Supplied material START
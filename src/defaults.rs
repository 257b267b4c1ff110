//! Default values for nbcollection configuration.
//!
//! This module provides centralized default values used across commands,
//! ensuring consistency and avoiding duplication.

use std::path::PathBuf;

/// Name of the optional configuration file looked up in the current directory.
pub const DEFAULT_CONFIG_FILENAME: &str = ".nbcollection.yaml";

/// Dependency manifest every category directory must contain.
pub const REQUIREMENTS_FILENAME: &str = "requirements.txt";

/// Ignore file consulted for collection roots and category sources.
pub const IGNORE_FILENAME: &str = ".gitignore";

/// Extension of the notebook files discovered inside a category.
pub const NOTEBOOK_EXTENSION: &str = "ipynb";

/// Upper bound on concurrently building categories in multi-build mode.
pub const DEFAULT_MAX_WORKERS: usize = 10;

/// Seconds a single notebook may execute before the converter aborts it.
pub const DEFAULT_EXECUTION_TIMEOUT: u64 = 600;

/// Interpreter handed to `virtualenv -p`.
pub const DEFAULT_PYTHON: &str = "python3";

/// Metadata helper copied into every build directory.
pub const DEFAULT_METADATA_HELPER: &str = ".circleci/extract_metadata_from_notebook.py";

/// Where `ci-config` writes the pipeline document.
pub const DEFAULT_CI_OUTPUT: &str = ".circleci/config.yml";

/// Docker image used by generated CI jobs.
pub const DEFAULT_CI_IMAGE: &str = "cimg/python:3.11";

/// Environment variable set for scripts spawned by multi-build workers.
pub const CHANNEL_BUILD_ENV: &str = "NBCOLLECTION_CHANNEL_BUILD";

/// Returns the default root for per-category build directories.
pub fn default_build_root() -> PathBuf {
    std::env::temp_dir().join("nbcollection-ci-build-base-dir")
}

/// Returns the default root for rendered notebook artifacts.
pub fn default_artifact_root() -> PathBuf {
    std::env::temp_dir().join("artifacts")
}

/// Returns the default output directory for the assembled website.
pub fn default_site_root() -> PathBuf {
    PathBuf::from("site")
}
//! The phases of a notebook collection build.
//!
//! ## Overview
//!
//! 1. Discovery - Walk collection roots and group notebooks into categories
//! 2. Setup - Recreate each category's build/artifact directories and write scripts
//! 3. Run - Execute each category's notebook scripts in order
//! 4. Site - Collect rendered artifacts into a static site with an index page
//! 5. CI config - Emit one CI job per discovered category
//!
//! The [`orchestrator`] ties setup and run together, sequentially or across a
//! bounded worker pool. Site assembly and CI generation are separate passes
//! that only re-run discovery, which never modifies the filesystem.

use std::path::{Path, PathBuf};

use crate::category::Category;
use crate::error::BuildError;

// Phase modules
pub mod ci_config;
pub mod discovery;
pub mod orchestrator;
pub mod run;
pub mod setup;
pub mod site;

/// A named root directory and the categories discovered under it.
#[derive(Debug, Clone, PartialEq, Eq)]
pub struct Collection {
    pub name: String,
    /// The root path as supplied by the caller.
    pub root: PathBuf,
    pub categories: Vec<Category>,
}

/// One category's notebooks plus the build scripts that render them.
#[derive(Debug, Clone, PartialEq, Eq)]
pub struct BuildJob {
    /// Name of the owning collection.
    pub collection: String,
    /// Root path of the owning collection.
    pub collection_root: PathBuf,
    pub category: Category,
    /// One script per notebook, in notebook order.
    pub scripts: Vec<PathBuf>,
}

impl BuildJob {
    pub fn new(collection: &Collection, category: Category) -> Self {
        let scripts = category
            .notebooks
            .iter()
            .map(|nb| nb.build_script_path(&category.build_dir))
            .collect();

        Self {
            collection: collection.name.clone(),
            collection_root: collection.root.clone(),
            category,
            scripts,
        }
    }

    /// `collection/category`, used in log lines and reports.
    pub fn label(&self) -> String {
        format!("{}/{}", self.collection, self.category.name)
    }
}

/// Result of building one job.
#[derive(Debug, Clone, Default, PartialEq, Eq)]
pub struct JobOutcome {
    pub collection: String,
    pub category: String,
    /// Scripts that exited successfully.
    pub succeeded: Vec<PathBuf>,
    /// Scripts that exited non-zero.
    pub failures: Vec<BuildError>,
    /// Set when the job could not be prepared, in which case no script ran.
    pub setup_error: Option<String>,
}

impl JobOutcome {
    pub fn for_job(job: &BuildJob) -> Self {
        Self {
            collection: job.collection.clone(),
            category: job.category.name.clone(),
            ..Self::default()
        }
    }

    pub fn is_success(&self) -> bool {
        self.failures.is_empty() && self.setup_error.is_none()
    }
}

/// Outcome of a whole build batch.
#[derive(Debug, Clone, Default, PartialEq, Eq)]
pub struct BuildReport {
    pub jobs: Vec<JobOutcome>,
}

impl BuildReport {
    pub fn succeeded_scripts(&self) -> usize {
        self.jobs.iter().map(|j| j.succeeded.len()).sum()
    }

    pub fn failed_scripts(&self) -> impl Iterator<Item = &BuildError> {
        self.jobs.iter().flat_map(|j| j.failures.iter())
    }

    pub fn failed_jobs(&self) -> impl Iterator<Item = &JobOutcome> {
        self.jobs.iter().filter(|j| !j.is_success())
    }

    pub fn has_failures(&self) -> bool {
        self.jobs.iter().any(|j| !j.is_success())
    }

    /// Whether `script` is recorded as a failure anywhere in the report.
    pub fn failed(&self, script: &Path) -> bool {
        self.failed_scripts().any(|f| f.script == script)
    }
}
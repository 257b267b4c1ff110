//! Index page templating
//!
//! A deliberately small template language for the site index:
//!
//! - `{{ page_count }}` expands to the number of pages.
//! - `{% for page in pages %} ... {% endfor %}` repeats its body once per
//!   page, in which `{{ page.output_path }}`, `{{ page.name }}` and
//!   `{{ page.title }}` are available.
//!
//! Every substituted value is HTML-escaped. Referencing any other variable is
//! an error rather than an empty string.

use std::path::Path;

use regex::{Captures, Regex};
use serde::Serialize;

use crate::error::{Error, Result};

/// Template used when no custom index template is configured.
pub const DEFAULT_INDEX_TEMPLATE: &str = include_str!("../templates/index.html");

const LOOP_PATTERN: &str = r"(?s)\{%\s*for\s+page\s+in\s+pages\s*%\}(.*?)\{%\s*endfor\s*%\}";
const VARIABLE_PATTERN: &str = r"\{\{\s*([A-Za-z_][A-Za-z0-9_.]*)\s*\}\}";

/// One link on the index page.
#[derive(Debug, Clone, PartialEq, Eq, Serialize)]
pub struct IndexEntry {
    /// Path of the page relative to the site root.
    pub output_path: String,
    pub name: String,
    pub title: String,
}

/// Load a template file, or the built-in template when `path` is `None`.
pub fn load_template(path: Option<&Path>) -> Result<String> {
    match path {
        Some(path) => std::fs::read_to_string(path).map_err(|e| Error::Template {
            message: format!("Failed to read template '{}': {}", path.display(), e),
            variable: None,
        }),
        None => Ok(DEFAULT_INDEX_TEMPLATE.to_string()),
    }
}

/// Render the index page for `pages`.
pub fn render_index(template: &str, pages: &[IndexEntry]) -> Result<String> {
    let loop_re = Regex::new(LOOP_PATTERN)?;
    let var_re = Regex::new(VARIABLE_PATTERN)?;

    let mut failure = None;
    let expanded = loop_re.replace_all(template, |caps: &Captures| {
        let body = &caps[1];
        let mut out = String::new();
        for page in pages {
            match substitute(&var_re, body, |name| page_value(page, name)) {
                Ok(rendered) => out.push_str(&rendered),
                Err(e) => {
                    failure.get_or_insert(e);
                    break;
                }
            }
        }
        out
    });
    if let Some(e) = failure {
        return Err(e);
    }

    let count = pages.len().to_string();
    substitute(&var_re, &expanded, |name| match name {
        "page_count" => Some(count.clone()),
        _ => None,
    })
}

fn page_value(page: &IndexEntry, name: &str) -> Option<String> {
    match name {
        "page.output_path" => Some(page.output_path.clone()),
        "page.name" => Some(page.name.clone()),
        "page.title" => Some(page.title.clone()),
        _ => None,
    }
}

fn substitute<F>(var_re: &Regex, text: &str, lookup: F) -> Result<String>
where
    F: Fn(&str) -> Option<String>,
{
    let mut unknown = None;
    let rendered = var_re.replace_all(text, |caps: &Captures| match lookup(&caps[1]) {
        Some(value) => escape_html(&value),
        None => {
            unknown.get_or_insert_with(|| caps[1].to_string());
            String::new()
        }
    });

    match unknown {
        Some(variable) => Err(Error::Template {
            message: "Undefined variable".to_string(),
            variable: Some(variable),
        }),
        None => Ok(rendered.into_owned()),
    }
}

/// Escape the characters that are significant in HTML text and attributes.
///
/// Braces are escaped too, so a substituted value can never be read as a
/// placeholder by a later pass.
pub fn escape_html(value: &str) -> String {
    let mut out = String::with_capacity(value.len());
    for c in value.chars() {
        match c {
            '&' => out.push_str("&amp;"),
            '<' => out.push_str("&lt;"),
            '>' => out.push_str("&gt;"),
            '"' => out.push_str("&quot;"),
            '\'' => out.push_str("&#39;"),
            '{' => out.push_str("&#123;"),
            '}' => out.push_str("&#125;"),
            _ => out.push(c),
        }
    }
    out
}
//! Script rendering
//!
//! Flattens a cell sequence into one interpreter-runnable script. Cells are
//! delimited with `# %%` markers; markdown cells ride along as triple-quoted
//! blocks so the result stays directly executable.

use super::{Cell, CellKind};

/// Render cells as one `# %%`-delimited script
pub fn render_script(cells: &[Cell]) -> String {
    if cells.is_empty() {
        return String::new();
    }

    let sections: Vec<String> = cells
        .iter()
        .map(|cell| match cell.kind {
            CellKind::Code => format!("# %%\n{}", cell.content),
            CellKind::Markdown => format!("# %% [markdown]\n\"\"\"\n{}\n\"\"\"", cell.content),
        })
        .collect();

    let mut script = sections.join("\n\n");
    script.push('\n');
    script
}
Supplied material END
**Work request:** Work out how many lines of the material include "Regex", then report only that count.

**Answer to this exercise:** 4